Bruce defeated his sworn enemies, the Comyns, at Old Meldrum, north west of Aberdeen on Christmas eve in 1307. After this, the whole of the north east swore fealty to him, and legend has it attacked the garrison in the castle at Aberdeen who supported Edward I, and put them to the sword. The Aberdeen motto 'Bon-Accord' on the city Coat of Arms, was said to have been given to the town by Bruce in thanks for their defeat of the English garrison. However, the historic accuracy of this is open to speculation.

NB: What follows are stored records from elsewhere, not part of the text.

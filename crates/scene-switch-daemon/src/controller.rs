//! Scene switch controller
//!
//! A reconciliation loop: every cycle the desired state (is the process
//! running?) is compared with the observed state (the per-process flag) and a
//! scene switch is issued when they differ. The flag only changes after the
//! host confirms the switch, so a failed switch is simply tried again on the
//! next cycle for as long as the condition holds.

use crate::probe::ProcessProbe;
use crate::resources::ResourceMonitor;
use scene_switch_core::client::SceneClient;
use scene_switch_core::config::Config;
use scene_switch_core::transport::Connector;
use serde::Serialize;
use std::fmt;
use std::time::Duration;
use tokio::time::{Instant, sleep};
use tokio_util::sync::CancellationToken;
use tracing::{error, info};

/// Spacing of the periodic status summary.
pub const STATUS_INTERVAL: Duration = Duration::from_secs(300);

/// One configured process and the controller's belief about its scene.
#[derive(Debug, Clone, PartialEq, Eq)]
pub struct WatchedProcess {
    /// Executable name as reported by the OS
    pub name: String,
    /// Scene to show while the process runs
    pub scene_on: String,
    /// Scene to show once it is gone
    pub scene_off: String,
    /// `true` once `scene_on` has been confirmed active
    pub active: bool,
}

/// Snapshot used for the periodic status summary.
#[derive(Debug, Clone, PartialEq, Eq, Serialize)]
pub struct SwitcherStatus {
    pub connected: bool,
    pub processes: Vec<ProcessStatus>,
}

#[derive(Debug, Clone, PartialEq, Eq, Serialize)]
pub struct ProcessStatus {
    pub name: String,
    pub active: bool,
}

impl fmt::Display for SwitcherStatus {
    fn fmt(&self, f: &mut fmt::Formatter<'_>) -> fmt::Result {
        let processes: Vec<String> = self
            .processes
            .iter()
            .map(|p| format!("{}:{}", p.name, if p.active { "ACTIVE" } else { "INACTIVE" }))
            .collect();
        write!(
            f,
            "host connection {}; processes: {}",
            if self.connected { "UP" } else { "DOWN" },
            processes.join(", ")
        )
    }
}

/// Drives scene switches from process presence.
pub struct SceneSwitcher<C: Connector, P: ProcessProbe> {
    client: SceneClient<C>,
    probe: P,
    processes: Vec<WatchedProcess>,
    check_interval: Duration,
    status_interval: Duration,
    resources: Option<ResourceMonitor>,
}

impl<C: Connector, P: ProcessProbe> SceneSwitcher<C, P> {
    /// Build a switcher for every process in `config`, all flags cleared.
    pub fn new(config: &Config, client: SceneClient<C>, probe: P) -> Self {
        let processes = config
            .processes
            .iter()
            .map(|(name, (scene_on, scene_off))| WatchedProcess {
                name: name.clone(),
                scene_on: scene_on.clone(),
                scene_off: scene_off.clone(),
                active: false,
            })
            .collect();
        Self {
            client,
            probe,
            processes,
            check_interval: config.check_interval(),
            status_interval: STATUS_INTERVAL,
            resources: None,
        }
    }

    /// Sample resource usage at the start of every cycle.
    pub fn with_resource_monitor(mut self, monitor: ResourceMonitor) -> Self {
        self.resources = Some(monitor);
        self
    }

    pub fn client(&self) -> &SceneClient<C> {
        &self.client
    }

    pub fn client_mut(&mut self) -> &mut SceneClient<C> {
        &mut self.client
    }

    pub fn processes(&self) -> &[WatchedProcess] {
        &self.processes
    }

    /// Flag for `name`, or `None` if it is not configured.
    pub fn is_active(&self, name: &str) -> Option<bool> {
        self.processes
            .iter()
            .find(|p| p.name == name)
            .map(|p| p.active)
    }

    pub fn status(&self) -> SwitcherStatus {
        SwitcherStatus {
            connected: self.client.is_connected(),
            processes: self
                .processes
                .iter()
                .map(|p| ProcessStatus {
                    name: p.name.clone(),
                    active: p.active,
                })
                .collect(),
        }
    }

    pub fn log_status(&self) {
        info!("Status: monitoring, {}", self.status());
    }

    /// Run one reconciliation pass over every configured process.
    ///
    /// A process that cannot be probed counts as not running for this pass.
    pub async fn reconcile(&mut self) {
        let snapshot_ok = match self.probe.refresh() {
            Ok(()) => true,
            Err(e) => {
                error!("Error enumerating processes: {e}");
                false
            }
        };

        for process in self.processes.iter_mut() {
            let running = snapshot_ok
                && match self.probe.is_running(&process.name) {
                    Ok(running) => running,
                    Err(e) => {
                        error!("Error checking process {}: {e}", process.name);
                        false
                    }
                };

            if running && !process.active {
                info!("{} detected. Switching to '{}'...", process.name, process.scene_on);
                if self.client.activate_scene(&process.scene_on).await {
                    process.active = true;
                }
            } else if !running && process.active {
                info!("{} closed. Switching to '{}'...", process.name, process.scene_off);
                if self.client.activate_scene(&process.scene_off).await {
                    process.active = false;
                }
            }
        }
    }

    /// Run until `cancel` fires.
    ///
    /// Each cycle samples resources, logs a status summary every
    /// [`STATUS_INTERVAL`], reconciles, then sleeps for the check interval.
    /// Cancellation is observed between cycles and during the sleep. The host
    /// connection is closed before returning.
    pub async fn run(&mut self, cancel: CancellationToken) {
        info!("Monitoring processes. Press Ctrl+C to exit.");
        let mut last_status = Instant::now();

        while !cancel.is_cancelled() {
            if let Some(monitor) = self.resources.as_mut() {
                monitor.check();
            }

            if last_status.elapsed() >= self.status_interval {
                self.log_status();
                last_status = Instant::now();
            }

            self.reconcile().await;

            tokio::select! {
                _ = cancel.cancelled() => break,
                _ = sleep(self.check_interval) => {}
            }
        }

        info!("Shutdown requested");
        self.client.close().await;
        info!("Monitoring finished");
    }
}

Keeping peace in the north of Scotland depended on Aberdeenshire (now Grampian). To this end, many strong fortifications were built such as Kildrummy, Kindrochit in Mar (Braemar - 70 miles west of Aberdeen and 15 miles from Balmoral, the summer home of the present Queen) and later Hallforest (a hunting lodge built by Bruce) outside Kintore. Bruce spent much time in Aberdeen especially as it was the first area of Scotland to offer its support to him. To show his thanks to the Aberdonians once his authority become the dominant force in Scotland, heconferred a Royal Charter to the city in 1314. The Royal Forest of Stocket also became the property of the city and the Brig (bridge) of Balgownie was probably built by funds from Bruce. Bruce also shaped the future of the area by giving lands, some from the Comyns, to various families who became the main dynasties of the area. The names that dominated the area, such as Gordon (Gordon of Khartoum), Keith, Lesley, Fraser, Irvine, Burnett, Hay and Johnstone, are still in evidence today and much of the local history is in the context of these names and families.